■ EXERCISE DETAILS ■
Each record should be written out exactly as given.

Collected data
+---+
use log::{debug, warn};
use snafu::{ensure, OptionExt};

use crate::errors::*;
use crate::snapshot::*;

/// A pair of consecutive snapshots: the earlier one first.
pub type SnapshotPair<'a> = (&'a IndexedSnapshot, &'a IndexedSnapshot);

/// The ordered sequence of dumps for one contest.
///
/// Indices always match the positions of the snapshots in the input.
#[derive(Eq, PartialEq, Debug, Clone)]
pub struct TimeSeries {
    snapshots: Vec<IndexedSnapshot>,
}

fn adjacent(items: Vec<&IndexedSnapshot>) -> Vec<SnapshotPair<'_>> {
    items.windows(2).map(|w| (w[0], w[1])).collect()
}

impl TimeSeries {
    pub fn new(snapshots: Vec<Snapshot>) -> TimeSeries {
        TimeSeries {
            snapshots: snapshots
                .into_iter()
                .enumerate()
                .map(|(idx, s)| IndexedSnapshot::new(idx, s))
                .collect(),
        }
    }

    pub fn snapshots(&self) -> &[IndexedSnapshot] {
        &self.snapshots
    }

    pub fn len(&self) -> usize {
        self.snapshots.len()
    }

    pub fn is_empty(&self) -> bool {
        self.snapshots.is_empty()
    }

    /// True if no non-empty snapshot is dated after the next non-empty snapshot.
    /// Equal timestamps are fine.
    pub fn is_chronological(&self) -> bool {
        self.non_empty_pairs()
            .iter()
            .all(|(prev, curr)| prev.timestamp() <= curr.timestamp())
    }

    /// All the adjacent pairs, empty snapshots included.
    pub fn pairs(&self) -> Vec<SnapshotPair<'_>> {
        adjacent(self.snapshots.iter().collect())
    }

    /// The pairs a report is made of: the leading snapshot followed by every non-empty
    /// snapshot. Empty snapshots after the first one are skipped.
    pub fn report_pairs(&self) -> Vec<SnapshotPair<'_>> {
        adjacent(
            self.snapshots
                .iter()
                .enumerate()
                .filter(|(idx, s)| *idx == 0 || !s.is_empty())
                .map(|(_, s)| s)
                .collect(),
        )
    }

    /// The adjacent pairs of non-empty snapshots, which the pairwise heuristics work on.
    pub fn non_empty_pairs(&self) -> Vec<SnapshotPair<'_>> {
        adjacent(self.snapshots.iter().filter(|s| !s.is_empty()).collect())
    }

    /// Checks the structure of the series before anything is derived from it.
    ///
    /// A series that is not in chronological order is only reported with a warning.
    pub fn validate(&self, candidate1: &Candidate, candidate2: &Candidate) -> DumpResult<()> {
        ensure!(
            candidate1 != candidate2,
            ValidationSnafu {
                message: format!("the two tracked candidates are both {}", candidate1),
            }
        );
        ensure!(
            !candidate1.is_third_party() && !candidate2.is_third_party(),
            ValidationSnafu {
                message: format!(
                    "{} is reserved for the third party and cannot be tracked",
                    Candidate::third_party()
                ),
            }
        );

        let first = self.snapshots.first().context(ValidationSnafu {
            message: "the time series has no snapshot, expected a leading empty one",
        })?;
        ensure!(
            first.is_empty() && first.vote_shares().values().all(|s| s.is_zero()),
            ValidationSnafu {
                message: format!(
                    "the time series must start with an empty snapshot, found {} votes",
                    first.total_votes()
                ),
            }
        );

        for s in self.snapshots.iter() {
            ensure!(
                s.shares_in_bounds(),
                ValidationSnafu {
                    message: format!(
                        "snapshot {}: vote shares {:?} out of bounds",
                        s.index(),
                        s.vote_shares()
                    ),
                }
            );
            if s.is_empty() {
                continue;
            }
            ensure!(
                s.total_votes() > 0,
                ValidationSnafu {
                    message: format!(
                        "snapshot {}: non-positive vote total {}",
                        s.index(),
                        s.total_votes()
                    ),
                }
            );
            for c in [candidate1, candidate2] {
                ensure!(
                    s.has_candidate(c),
                    ValidationSnafu {
                        message: format!("snapshot {}: missing candidate {}", s.index(), c),
                    }
                );
                ensure!(
                    s.votes_for(c) > 0,
                    ValidationSnafu {
                        message: format!(
                            "snapshot {}: candidate {} has {} votes",
                            s.index(),
                            c,
                            s.votes_for(c)
                        ),
                    }
                );
            }
        }

        if !self.is_chronological() {
            warn!(
                "validate: the {} snapshots are not in chronological order, continuing anyway",
                self.len()
            );
        }
        debug!("validate: {} snapshots ok", self.len());
        Ok(())
    }
}
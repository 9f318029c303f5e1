// Report export in CSV format.

use std::fs::File;
use std::io;

use crate::dumps::*;

const CANDIDATE_FIELDS: [&str; 4] = ["voteShare", "totalVotes", "deltaVotes", "deltaVoteShare"];

/// One column per entry field, the candidate data being flattened as
/// `<candidate>_<field>`.
pub fn report_header(report: &Report) -> Vec<String> {
    let mut res: Vec<String> = vec![
        "originalIndex",
        "timestamp",
        "deltaSecondsFromPrev",
        "totalVotes",
        "deltaVotesFromPrev",
    ]
    .into_iter()
    .map(|s| s.to_string())
    .collect();
    let candidates = [
        report.candidate1().clone(),
        report.candidate2().clone(),
        Candidate::third_party(),
    ];
    for c in candidates.iter() {
        for field in CANDIDATE_FIELDS {
            res.push(format!("{}_{}", c, field));
        }
    }
    res
}

fn entry_record(entry: &ReportEntry) -> Vec<String> {
    let mut res = vec![
        entry.original_index.to_string(),
        entry.timestamp.to_rfc3339(),
        entry.delta_seconds_from_prev.to_string(),
        entry.total_votes.to_string(),
        entry.delta_votes_from_prev.to_string(),
    ];
    for bucket in Bucket::ALL {
        let data = entry.data(bucket);
        res.push(data.vote_share.to_string());
        res.push(data.total_votes.to_string());
        res.push(data.delta_votes.to_string());
        res.push(data.delta_vote_share.to_string());
    }
    res
}

pub fn write_records<W: io::Write>(writer: W, report: &Report) -> Result<(), csv::Error> {
    let mut wtr = csv::Writer::from_writer(writer);
    wtr.write_record(report_header(report))?;
    for entry in report.entries() {
        wtr.write_record(entry_record(entry))?;
    }
    wtr.flush()?;
    Ok(())
}

pub fn write_report_csv(report: &Report, path: &Path) -> CliResult<()> {
    let p = path.display().to_string();
    info!("Writing CSV report {:?}", p);
    let file = File::create(path).context(WritingFileSnafu { path: p.clone() })?;
    write_records(file, report).context(WritingCsvSnafu { path: p })
}

#[cfg(test)]
mod tests {
    use super::*;
    use rust_decimal::Decimal;
    use vote_dumps::builder::Builder;

    #[test]
    fn flattened_columns() {
        let mut b = Builder::new("bidenj", "trumpd")
            .unwrap()
            .starting_at("2020-11-03T20:00:00Z")
            .unwrap();
        b.add_dump_simple("2020-11-03T20:30:00Z", 1000, Decimal::new(6, 1), Decimal::new(35, 2))
            .unwrap();
        let report = b.report().unwrap();

        let mut buf: Vec<u8> = Vec::new();
        write_records(&mut buf, &report).unwrap();
        let text = String::from_utf8(buf).unwrap();
        let lines: Vec<&str> = text.lines().collect();
        assert_eq!(lines.len(), 2);
        assert!(lines[0].starts_with("originalIndex,timestamp,deltaSecondsFromPrev,"));
        assert!(lines[0].contains("bidenj_voteShare,bidenj_totalVotes"));
        assert!(lines[0].ends_with("other_deltaVotes,other_deltaVoteShare"));
        assert_eq!(
            lines[1],
            "1,2020-11-03T20:30:00+00:00,1800,1000,1000,\
             0.600,600.000,600.000,0.600,\
             0.350,350.000,350.000,0.350,\
             0.050,50.000,50.000,0.050"
        );
    }
}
+---+
■ RESPONSE BELOW ■
use log::{debug, warn};
use snafu::{ensure, OptionExt};

use crate::errors::*;
use crate::snapshot::*;

/// A pair of consecutive snapshots: the earlier one first.
pub type SnapshotPair<'a> = (&'a IndexedSnapshot, &'a IndexedSnapshot);

/// The ordered sequence of dumps for one contest.
///
/// Indices always match the positions of the snapshots in the input.
#[derive(Eq, PartialEq, Debug, Clone)]
pub struct TimeSeries {
    snapshots: Vec<IndexedSnapshot>,
}

fn adjacent(items: Vec<&IndexedSnapshot>) -> Vec<SnapshotPair<'_>> {
    items.windows(2).map(|w| (w[0], w[1])).collect()
}

impl TimeSeries {
    pub fn new(snapshots: Vec<Snapshot>) -> TimeSeries {
        TimeSeries {
            snapshots: snapshots
                .into_iter()
                .enumerate()
                .map(|(idx, s)| IndexedSnapshot::new(idx, s))
                .collect(),
        }
    }

    pub fn snapshots(&self) -> &[IndexedSnapshot] {
        &self.snapshots
    }

    pub fn len(&self) -> usize {
        self.snapshots.len()
    }

    pub fn is_empty(&self) -> bool {
        self.snapshots.is_empty()
    }

    /// True if no non-empty snapshot is dated after the next non-empty snapshot.
    /// Equal timestamps are fine.
    pub fn is_chronological(&self) -> bool {
        self.non_empty_pairs()
            .iter()
            .all(|(prev, curr)| prev.timestamp() <= curr.timestamp())
    }

    /// All the adjacent pairs, empty snapshots included.
    pub fn pairs(&self) -> Vec<SnapshotPair<'_>> {
        adjacent(self.snapshots.iter().collect())
    }

    /// The pairs a report is made of: the leading snapshot followed by every non-empty
    /// snapshot. Empty snapshots after the first one are skipped.
    pub fn report_pairs(&self) -> Vec<SnapshotPair<'_>> {
        adjacent(
            self.snapshots
                .iter()
                .enumerate()
                .filter(|(idx, s)| *idx == 0 || !s.is_empty())
                .map(|(_, s)| s)
                .collect(),
        )
    }

    /// The adjacent pairs of non-empty snapshots, which the pairwise heuristics work on.
    pub fn non_empty_pairs(&self) -> Vec<SnapshotPair<'_>> {
        adjacent(self.snapshots.iter().filter(|s| !s.is_empty()).collect())
    }

    /// Checks the structure of the series before anything is derived from it.
    ///
    /// A series that is not in chronological order is only reported with a warning.
    pub fn validate(&self, candidate1: &Candidate, candidate2: &Candidate) -> DumpResult<()> {
        ensure!(
            candidate1 != candidate2,
            ValidationSnafu {
                message: format!("the two tracked candidates are both {}", candidate1),
            }
        );
        ensure!(
            !candidate1.is_third_party() && !candidate2.is_third_party(),
            ValidationSnafu {
                message: format!(
                    "{} is reserved for the third party and cannot be tracked",
                    Candidate::third_party()
                ),
            }
        );

        let first = self.snapshots.first().context(ValidationSnafu {
            message: "the time series has no snapshot, expected a leading empty one",
        })?;
        ensure!(
            first.is_empty() && first.vote_shares().values().all(|s| s.is_zero()),
            ValidationSnafu {
                message: format!(
                    "the time series must start with an empty snapshot, found {} votes",
                    first.total_votes()
                ),
            }
        );

        for s in self.snapshots.iter() {
            ensure!(
                s.shares_in_bounds(),
                ValidationSnafu {
                    message: format!(
                        "snapshot {}: vote shares {:?} out of bounds",
                        s.index(),
                        s.vote_shares()
                    ),
                }
            );
            if s.is_empty() {
                continue;
            }
            ensure!(
                s.total_votes() > 0,
                ValidationSnafu {
                    message: format!(
                        "snapshot {}: non-positive vote total {}",
                        s.index(),
                        s.total_votes()
                    ),
                }
            );
            for c in [candidate1, candidate2] {
                ensure!(
                    s.has_candidate(c),
                    ValidationSnafu {
                        message: format!("snapshot {}: missing candidate {}", s.index(), c),
                    }
                );
                ensure!(
                    s.votes_for(c) > 0,
                    ValidationSnafu {
                        message: format!(
                            "snapshot {}: candidate {} has {} votes",
                            s.index(),
                            c,
                            s.votes_for(c)
                        ),
                    }
                );
            }
        }

        if !self.is_chronological() {
            warn!(
                "validate: the {} snapshots are not in chronological order, continuing anyway",
                self.len()
            );
        }
        debug!("validate: {} snapshots ok", self.len());
        Ok(())
    }
}
repository 9f318029c303f5e1
// Report export in CSV format.

use std::fs::File;
use std::io;

use crate::dumps::*;

const CANDIDATE_FIELDS: [&str; 4] = ["voteShare", "totalVotes", "deltaVotes", "deltaVoteShare"];

/// One column per entry field, the candidate data being flattened as
/// `<candidate>_<field>`.
pub fn report_header(report: &Report) -> Vec<String> {
    let mut res: Vec<String> = vec![
        "originalIndex",
        "timestamp",
        "deltaSecondsFromPrev",
        "totalVotes",
        "deltaVotesFromPrev",
    ]
    .into_iter()
    .map(|s| s.to_string())
    .collect();
    let candidates = [
        report.candidate1().clone(),
        report.candidate2().clone(),
        Candidate::third_party(),
    ];
    for c in candidates.iter() {
        for field in CANDIDATE_FIELDS {
            res.push(format!("{}_{}", c, field));
        }
    }
    res
}

fn entry_record(entry: &ReportEntry) -> Vec<String> {
    let mut res = vec![
        entry.original_index.to_string(),
        entry.timestamp.to_rfc3339(),
        entry.delta_seconds_from_prev.to_string(),
        entry.total_votes.to_string(),
        entry.delta_votes_from_prev.to_string(),
    ];
    for bucket in Bucket::ALL {
        let data = entry.data(bucket);
        res.push(data.vote_share.to_string());
        res.push(data.total_votes.to_string());
        res.push(data.delta_votes.to_string());
        res.push(data.delta_vote_share.to_string());
    }
    res
}

pub fn write_records<W: io::Write>(writer: W, report: &Report) -> Result<(), csv::Error> {
    let mut wtr = csv::Writer::from_writer(writer);
    wtr.write_record(report_header(report))?;
    for entry in report.entries() {
        wtr.write_record(entry_record(entry))?;
    }
    wtr.flush()?;
    Ok(())
}

pub fn write_report_csv(report: &Report, path: &Path) -> CliResult<()> {
    let p = path.display().to_string();
    info!("Writing CSV report {:?}", p);
    let file = File::create(path).context(WritingFileSnafu { path: p.clone() })?;
    write_records(file, report).context(WritingCsvSnafu { path: p })
}

#[cfg(test)]
mod tests {
    use super::*;
    use rust_decimal::Decimal;
    use vote_dumps::builder::Builder;

    #[test]
    fn flattened_columns() {
        let mut b = Builder::new("bidenj", "trumpd")
            .unwrap()
            .starting_at("2020-11-03T20:00:00Z")
            .unwrap();
        b.add_dump_simple("2020-11-03T20:30:00Z", 1000, Decimal::new(6, 1), Decimal::new(35, 2))
            .unwrap();
        let report = b.report().unwrap();

        let mut buf: Vec<u8> = Vec::new();
        write_records(&mut buf, &report).unwrap();
        let text = String::from_utf8(buf).unwrap();
        let lines: Vec<&str> = text.lines().collect();
        assert_eq!(lines.len(), 2);
        assert!(lines[0].starts_with("originalIndex,timestamp,deltaSecondsFromPrev,"));
        assert!(lines[0].contains("bidenj_voteShare,bidenj_totalVotes"));
        assert!(lines[0].ends_with("other_deltaVotes,other_deltaVoteShare"));
        assert_eq!(
            lines[1],
            "1,2020-11-03T20:30:00+00:00,1800,1000,1000,\
             0.600,600.000,600.000,0.600,\
             0.350,350.000,350.000,0.350,\
             0.050,50.000,50.000,0.050"
        );
    }
}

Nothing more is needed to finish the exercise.